(Dataset excerpts)
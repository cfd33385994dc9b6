//! Single-node, in-process exercises of the HTTP surface via `tower::ServiceExt::oneshot`
//! — no real sockets, no real clock skew, just the router wired to a fresh `LocalStore`.

use axum::body::Body;
use axum::http::{Request, StatusCode};
use quorumdb::coordinator::Coordinator;
use quorumdb::http::{router, AppState};
use quorumdb::store::{LocalStorage, LocalStore};
use quorumdb::task_watcher::TaskWatcher;
use std::sync::Arc;
use std::time::Duration;
use tower::ServiceExt;

async fn single_node_app() -> axum::Router {
    let store = LocalStore::open(None).await.unwrap();
    let local: Arc<dyn LocalStorage> = Arc::new(store);
    let http = reqwest::Client::builder()
        .connect_timeout(Duration::from_secs(10))
        .timeout(Duration::from_secs(5))
        .build()
        .unwrap();
    let watcher = Arc::new(TaskWatcher::spawn());
    let coordinator = Arc::new(Coordinator::new(local, http, Vec::new(), None, watcher));
    let state = Arc::new(AppState { coordinator });
    router(state, false)
}

#[tokio::test]
async fn status_reports_ok() {
    let app = single_node_app().await;
    let response = app
        .oneshot(Request::get("/v0/status").body(Body::empty()).unwrap())
        .await
        .unwrap();
    assert_eq!(response.status(), StatusCode::OK);
}

// S1 — single-node round-trip: PUT -> GET -> DELETE -> GET(404).
#[tokio::test]
async fn single_node_round_trip() {
    let app = single_node_app().await;

    let put = app
        .clone()
        .oneshot(
            Request::put("/v0/entity?id=foo")
                .body(Body::from("hello"))
                .unwrap(),
        )
        .await
        .unwrap();
    assert_eq!(put.status(), StatusCode::CREATED);

    let get = app
        .clone()
        .oneshot(Request::get("/v0/entity?id=foo").body(Body::empty()).unwrap())
        .await
        .unwrap();
    assert_eq!(get.status(), StatusCode::OK);
    assert!(get.headers().contains_key("x-last-modified"));
    let body = axum::body::to_bytes(get.into_body(), usize::MAX).await.unwrap();
    assert_eq!(&body[..], b"hello");

    let delete = app
        .clone()
        .oneshot(Request::delete("/v0/entity?id=foo").body(Body::empty()).unwrap())
        .await
        .unwrap();
    assert_eq!(delete.status(), StatusCode::ACCEPTED);

    let missing = app
        .clone()
        .oneshot(Request::get("/v0/entity?id=foo").body(Body::empty()).unwrap())
        .await
        .unwrap();
    assert_eq!(missing.status(), StatusCode::NOT_FOUND);
    assert!(missing.headers().contains_key("x-last-modified"));
}

// S8 — idempotent delete: two deletes both 202, subsequent GET still 404.
#[tokio::test]
async fn repeated_delete_is_idempotent() {
    let app = single_node_app().await;
    for _ in 0..2 {
        let delete = app
            .clone()
            .oneshot(Request::delete("/v0/entity?id=k").body(Body::empty()).unwrap())
            .await
            .unwrap();
        assert_eq!(delete.status(), StatusCode::ACCEPTED);
    }
    let get = app
        .oneshot(Request::get("/v0/entity?id=k").body(Body::empty()).unwrap())
        .await
        .unwrap();
    assert_eq!(get.status(), StatusCode::NOT_FOUND);
}

#[tokio::test]
async fn missing_key_is_not_found() {
    let app = single_node_app().await;
    let response = app
        .oneshot(Request::get("/v0/entity?id=nope").body(Body::empty()).unwrap())
        .await
        .unwrap();
    assert_eq!(response.status(), StatusCode::NOT_FOUND);
}

#[tokio::test]
async fn empty_id_is_bad_request() {
    let app = single_node_app().await;
    let response = app
        .oneshot(Request::get("/v0/entity?id=").body(Body::empty()).unwrap())
        .await
        .unwrap();
    assert_eq!(response.status(), StatusCode::BAD_REQUEST);
}

#[tokio::test]
async fn malformed_replicas_is_bad_request() {
    let app = single_node_app().await;
    let response = app
        .oneshot(
            Request::get("/v0/entity?id=foo&replicas=abc")
                .body(Body::empty())
                .unwrap(),
        )
        .await
        .unwrap();
    assert_eq!(response.status(), StatusCode::BAD_REQUEST);
}

#[tokio::test]
async fn ack_greater_than_from_is_bad_request() {
    let app = single_node_app().await;
    let response = app
        .oneshot(
            Request::get("/v0/entity?id=foo&replicas=3/2")
                .body(Body::empty())
                .unwrap(),
        )
        .await
        .unwrap();
    assert_eq!(response.status(), StatusCode::BAD_REQUEST);
}

#[tokio::test]
async fn unmatched_route_is_bad_request_not_not_found() {
    let app = single_node_app().await;
    let response = app
        .oneshot(Request::get("/v0/nonsense").body(Body::empty()).unwrap())
        .await
        .unwrap();
    assert_eq!(response.status(), StatusCode::BAD_REQUEST);
}

// S6 — a replicated-hop request only ever touches the local node, even when the
// cluster_urls list names peers that would refuse a real connection: replicated mode
// never fans out, so those peers are never dialed.
#[tokio::test]
async fn replicated_request_does_not_fan_out() {
    let store = LocalStore::open(None).await.unwrap();
    let local: Arc<dyn LocalStorage> = Arc::new(store);
    let http = reqwest::Client::builder()
        .connect_timeout(Duration::from_millis(50))
        .timeout(Duration::from_millis(50))
        .build()
        .unwrap();
    let watcher = Arc::new(TaskWatcher::spawn());
    let dead_peers = vec![
        url::Url::parse("http://127.0.0.1:1/").unwrap(),
        url::Url::parse("http://127.0.0.1:2/").unwrap(),
    ];
    let coordinator = Arc::new(Coordinator::new(local, http, dead_peers, None, watcher));
    let state = Arc::new(AppState { coordinator });
    let app = router(state, false);

    let put = app
        .oneshot(
            Request::put("/v0/entity?id=foo")
                .header("x-replicated", "yes")
                .body(Body::from("hello"))
                .unwrap(),
        )
        .await
        .unwrap();
    assert_eq!(put.status(), StatusCode::CREATED);
}
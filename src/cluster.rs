//! The `cluster` subcommand: a local multi-node launcher, ported from the original
//! `pydht.cluster.cluster_context`. Not part of the core storage/quorum correctness
//! surface — it exists to make `quorumdb cluster` a one-command way to try the system.

use crate::config::ClusterArgs;
use std::time::Duration;
use tokio::process::{Child, Command};
use tokio::time::Instant;
use url::Url;

const READINESS_BUDGET: Duration = Duration::from_secs(5);
const READINESS_POLL_INTERVAL: Duration = Duration::from_millis(100);

pub async fn run_cluster(args: ClusterArgs) -> anyhow::Result<()> {
    let exe = std::env::current_exe()?;

    let urls: Vec<Url> = (0..args.num_shards)
        .map(|i| Url::parse(&format!("http://127.0.0.1:{}/", args.port + i as u16)))
        .collect::<Result<_, _>>()?;
    let cluster_urls_arg = urls.iter().map(Url::to_string).collect::<Vec<_>>().join(",");

    let mut children: Vec<Child> = Vec::with_capacity(urls.len());
    for (i, url) in urls.iter().enumerate() {
        let mut command = Command::new(&exe);
        command
            .arg("serve")
            .arg("--port")
            .arg((args.port + i as u16).to_string())
            .arg("--cluster-urls")
            .arg(&cluster_urls_arg);
        if let Some(dir) = &args.directory {
            command.arg("--directory").arg(dir.join(format!("shard-{i}")));
        }
        if args.access_log {
            command.arg("--access-log");
        }
        command.kill_on_drop(true);

        tracing::info!(shard = i, url = %url, "starting shard");
        children.push(command.spawn()?);
    }

    for url in &urls {
        wait_until_ready(url).await?;
    }
    tracing::info!(shards = urls.len(), "cluster ready");

    tokio::signal::ctrl_c().await?;
    tracing::info!("shutting down cluster");
    for mut child in children {
        let _ = child.kill().await;
    }
    Ok(())
}

async fn wait_until_ready(url: &Url) -> anyhow::Result<()> {
    let client = reqwest::Client::new();
    let status_url = url.join("v0/status")?;
    let deadline = Instant::now() + READINESS_BUDGET;

    loop {
        if let Ok(response) = client.get(status_url.clone()).send().await {
            if response.status().is_success() {
                return Ok(());
            }
        }
        if Instant::now() >= deadline {
            anyhow::bail!("node at {url} did not become ready within {READINESS_BUDGET:?}");
        }
        tokio::time::sleep(READINESS_POLL_INTERVAL).await;
    }
}
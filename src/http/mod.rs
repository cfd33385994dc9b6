//! The axum-based HTTP surface: request parsing and error mapping live here, all
//! business logic lives in [`crate::coordinator::Coordinator`].

pub mod entity;
pub mod error;
pub mod query;
pub mod status;

use crate::coordinator::Storage;
use axum::routing::get;
use axum::Router;
use std::sync::Arc;
use tower_http::trace::TraceLayer;

/// Shared, per-process application state handed to every handler via axum's `State`
/// extractor. Depends on the [`Storage`] trait rather than the concrete
/// [`crate::coordinator::Coordinator`], so handlers know nothing about quorum fan-out.
pub struct AppState {
    pub coordinator: Arc<dyn Storage>,
}

/// Build the router. `access_log` mirrors the CLI's `--access-log` flag: when set, every
/// request/response is additionally logged by `tower_http`'s `TraceLayer`, on top of the
/// `tracing` calls handlers and the coordinator already make.
pub fn router(state: Arc<AppState>, access_log: bool) -> Router {
    let router = Router::new()
        .route("/v0/status", get(status::status))
        .route(
            "/v0/entity",
            get(entity::get_entity)
                .put(entity::put_entity)
                .delete(entity::delete_entity),
        )
        .fallback(error::not_found_fallback)
        .with_state(state);

    if access_log {
        router.layer(TraceLayer::new_for_http())
    } else {
        router
    }
}
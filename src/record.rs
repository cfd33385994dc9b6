//! The core data model: a timestamped, possibly-tombstoned record.

use chrono::{DateTime, SecondsFormat, Utc};

/// A single key's value, with the wall-clock instant it was last written.
///
/// `value: None` marks a tombstone: a first-class record of a deletion, not the absence
/// of a record. Absence is represented by `StoreError::NotFound`/`ReplyKind::Absent`,
/// never by this type.
#[derive(Debug, Clone, PartialEq, Eq)]
pub struct Record {
    pub value: Option<Vec<u8>>,
    pub timestamp: DateTime<Utc>,
}

impl Record {
    pub fn present(value: Vec<u8>, timestamp: DateTime<Utc>) -> Self {
        Self {
            value: Some(value),
            timestamp,
        }
    }

    pub fn tombstone(timestamp: DateTime<Utc>) -> Self {
        Self {
            value: None,
            timestamp,
        }
    }

    pub fn is_tombstone(&self) -> bool {
        self.value.is_none()
    }

    /// Encode as `[timestamp_millis: i64 BE][tag: u8][value bytes]`.
    ///
    /// This fuses the conceptual "values map" and "timestamps map" from the spec into a
    /// single on-disk row, as the spec explicitly permits, while keeping tombstones and
    /// missing keys distinguishable.
    pub(crate) fn encode(&self) -> Vec<u8> {
        let mut out = Vec::with_capacity(9 + self.value.as_ref().map_or(0, Vec::len));
        out.extend_from_slice(&self.timestamp.timestamp_millis().to_be_bytes());
        match &self.value {
            Some(v) => {
                out.push(1);
                out.extend_from_slice(v);
            }
            None => out.push(0),
        }
        out
    }

    pub(crate) fn decode(bytes: &[u8]) -> Option<Self> {
        if bytes.len() < 9 {
            return None;
        }
        let millis = i64::from_be_bytes(bytes[0..8].try_into().ok()?);
        let timestamp = DateTime::<Utc>::from_timestamp_millis(millis)?;
        let tag = bytes[8];
        let value = match tag {
            0 => None,
            _ => Some(bytes[9..].to_vec()),
        };
        Some(Self { value, timestamp })
    }
}

/// Format a timestamp the way it's carried on the wire in `x-last-modified`: ISO-8601,
/// UTC, millisecond resolution.
pub fn format_timestamp(ts: DateTime<Utc>) -> String {
    ts.to_rfc3339_opts(SecondsFormat::Millis, true)
}

/// Parse an `x-last-modified` header value. Accepts anything `chrono` can parse as
/// RFC 3339; this is intentionally permissive since peers and clients may emit slightly
/// different (but still ISO-8601) formats.
pub fn parse_timestamp(raw: &str) -> Option<DateTime<Utc>> {
    DateTime::parse_from_rfc3339(raw)
        .ok()
        .map(|dt| dt.with_timezone(&Utc))
}
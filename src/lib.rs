pub mod cluster;
pub mod config;
pub mod coordinator;
pub mod http;
pub mod placement;
pub mod record;
pub mod replica_client;
pub mod store;
pub mod task_watcher;

use crate::config::ServeArgs;
use crate::coordinator::{Coordinator, Storage};
use crate::placement::detect_self_url;
use crate::store::{LocalStorage, LocalStore};
use crate::task_watcher::TaskWatcher;
use std::sync::Arc;
use std::time::Duration;

/// Run a single storage node until it receives a shutdown signal.
pub async fn serve(args: ServeArgs) -> anyhow::Result<()> {
    let store = LocalStore::open(args.directory.clone()).await?;
    let local: Arc<dyn LocalStorage> = Arc::new(store);

    let http_client = reqwest::Client::builder()
        .connect_timeout(Duration::from_secs(10))
        .timeout(Duration::from_secs(5))
        .build()?;

    let self_url = detect_self_url(&args.cluster_urls, args.port);
    let watcher = Arc::new(TaskWatcher::spawn());
    let coordinator = Arc::new(Coordinator::new(
        local,
        http_client,
        args.cluster_urls.clone(),
        self_url,
        watcher.clone(),
    ));

    let state = Arc::new(http::AppState {
        coordinator: coordinator.clone() as Arc<dyn Storage>,
    });
    let app = http::router(state, args.access_log);

    let listener = tokio::net::TcpListener::bind(("0.0.0.0", args.port)).await?;
    tracing::info!(port = args.port, cluster_size = args.cluster_urls.len(), "listening");

    axum::serve(listener, app)
        .with_graceful_shutdown(shutdown_signal())
        .await?;

    watcher.shutdown().await;

    if let Err(err) = coordinator.compact().await {
        tracing::warn!(error = %err, "compaction failed during shutdown");
    }
    if let Err(err) = coordinator.close().await {
        tracing::warn!(error = %err, "store close failed during shutdown");
    }
    Ok(())
}

async fn shutdown_signal() {
    let _ = tokio::signal::ctrl_c().await;
    tracing::info!("shutdown signal received");
}
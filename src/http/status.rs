use axum::http::StatusCode;

pub async fn status() -> (StatusCode, &'static str) {
    (StatusCode::OK, "I'm OK")
}
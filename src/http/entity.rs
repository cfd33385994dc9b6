//! `GET|PUT|DELETE /v0/entity`: the single external (and, one hop in, internal) resource
//! this service exposes.

use crate::http::error::ApiError;
use crate::http::query::{EntityQuery, Replicas, X_LAST_MODIFIED, X_REPLICATED};
use crate::http::AppState;
use crate::record::{format_timestamp, parse_timestamp};
use axum::extract::{Query, State};
use axum::http::{HeaderMap, StatusCode};
use axum::response::{IntoResponse, Response};
use bytes::Bytes;
use chrono::Utc;
use std::sync::Arc;

fn is_replicated(headers: &HeaderMap) -> bool {
    headers
        .get(X_REPLICATED)
        .and_then(|v| v.to_str().ok())
        .map(|v| v.eq_ignore_ascii_case("yes"))
        .unwrap_or(false)
}

/// External requests honor `replicas=ack/from`; the internal replication hop always
/// addresses exactly the local node and ignores it entirely.
fn resolve_replicas(query: &EntityQuery, replicated: bool) -> Result<Replicas, ApiError> {
    if replicated {
        Ok(Replicas::DEFAULT)
    } else {
        query.replicas()
    }
}

pub async fn get_entity(
    State(state): State<Arc<AppState>>,
    Query(query): Query<EntityQuery>,
    headers: HeaderMap,
) -> Response {
    match get_entity_inner(state, query, headers).await {
        Ok(response) => response,
        Err(err) => err.into_response(),
    }
}

async fn get_entity_inner(
    state: Arc<AppState>,
    query: EntityQuery,
    headers: HeaderMap,
) -> Result<Response, ApiError> {
    let key = query.key_bytes()?;
    let replicated = is_replicated(&headers);
    let replicas = resolve_replicas(&query, replicated)?;

    let record = state
        .coordinator
        .get(key, replicas.ack, replicas.from, replicated)
        .await?;

    let mut response = (StatusCode::OK, record.value.clone().unwrap_or_default()).into_response();
    if let Ok(value) = format_timestamp(record.timestamp).parse() {
        response.headers_mut().insert(X_LAST_MODIFIED, value);
    }
    Ok(response)
}

pub async fn put_entity(
    State(state): State<Arc<AppState>>,
    Query(query): Query<EntityQuery>,
    headers: HeaderMap,
    body: Bytes,
) -> Response {
    match put_entity_inner(state, query, headers, body).await {
        Ok(response) => response,
        Err(err) => err.into_response(),
    }
}

async fn put_entity_inner(
    state: Arc<AppState>,
    query: EntityQuery,
    headers: HeaderMap,
    body: Bytes,
) -> Result<Response, ApiError> {
    let key = query.key_bytes()?;
    let replicated = is_replicated(&headers);
    let replicas = resolve_replicas(&query, replicated)?;
    let timestamp = inbound_timestamp(&headers).unwrap_or_else(Utc::now);

    state
        .coordinator
        .upsert(
            key,
            Some(body.to_vec()),
            replicas.ack,
            replicas.from,
            timestamp,
            replicated,
        )
        .await?;

    Ok(StatusCode::CREATED.into_response())
}

pub async fn delete_entity(
    State(state): State<Arc<AppState>>,
    Query(query): Query<EntityQuery>,
    headers: HeaderMap,
) -> Response {
    match delete_entity_inner(state, query, headers).await {
        Ok(response) => response,
        Err(err) => err.into_response(),
    }
}

async fn delete_entity_inner(
    state: Arc<AppState>,
    query: EntityQuery,
    headers: HeaderMap,
) -> Result<Response, ApiError> {
    let key = query.key_bytes()?;
    let replicated = is_replicated(&headers);
    let replicas = resolve_replicas(&query, replicated)?;
    let timestamp = inbound_timestamp(&headers).unwrap_or_else(Utc::now);

    state
        .coordinator
        .upsert(key, None, replicas.ack, replicas.from, timestamp, replicated)
        .await?;

    Ok(StatusCode::ACCEPTED.into_response())
}

fn inbound_timestamp(headers: &HeaderMap) -> Option<chrono::DateTime<Utc>> {
    headers
        .get(X_LAST_MODIFIED)
        .and_then(|v| v.to_str().ok())
        .and_then(parse_timestamp)
}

How to complete this task:
For the string "ServeArgs", search the preceding data and copy every line that includes it.

Solution to this task:
use crate::config::ServeArgs;
pub async fn serve(args: ServeArgs) -> anyhow::Result<()> {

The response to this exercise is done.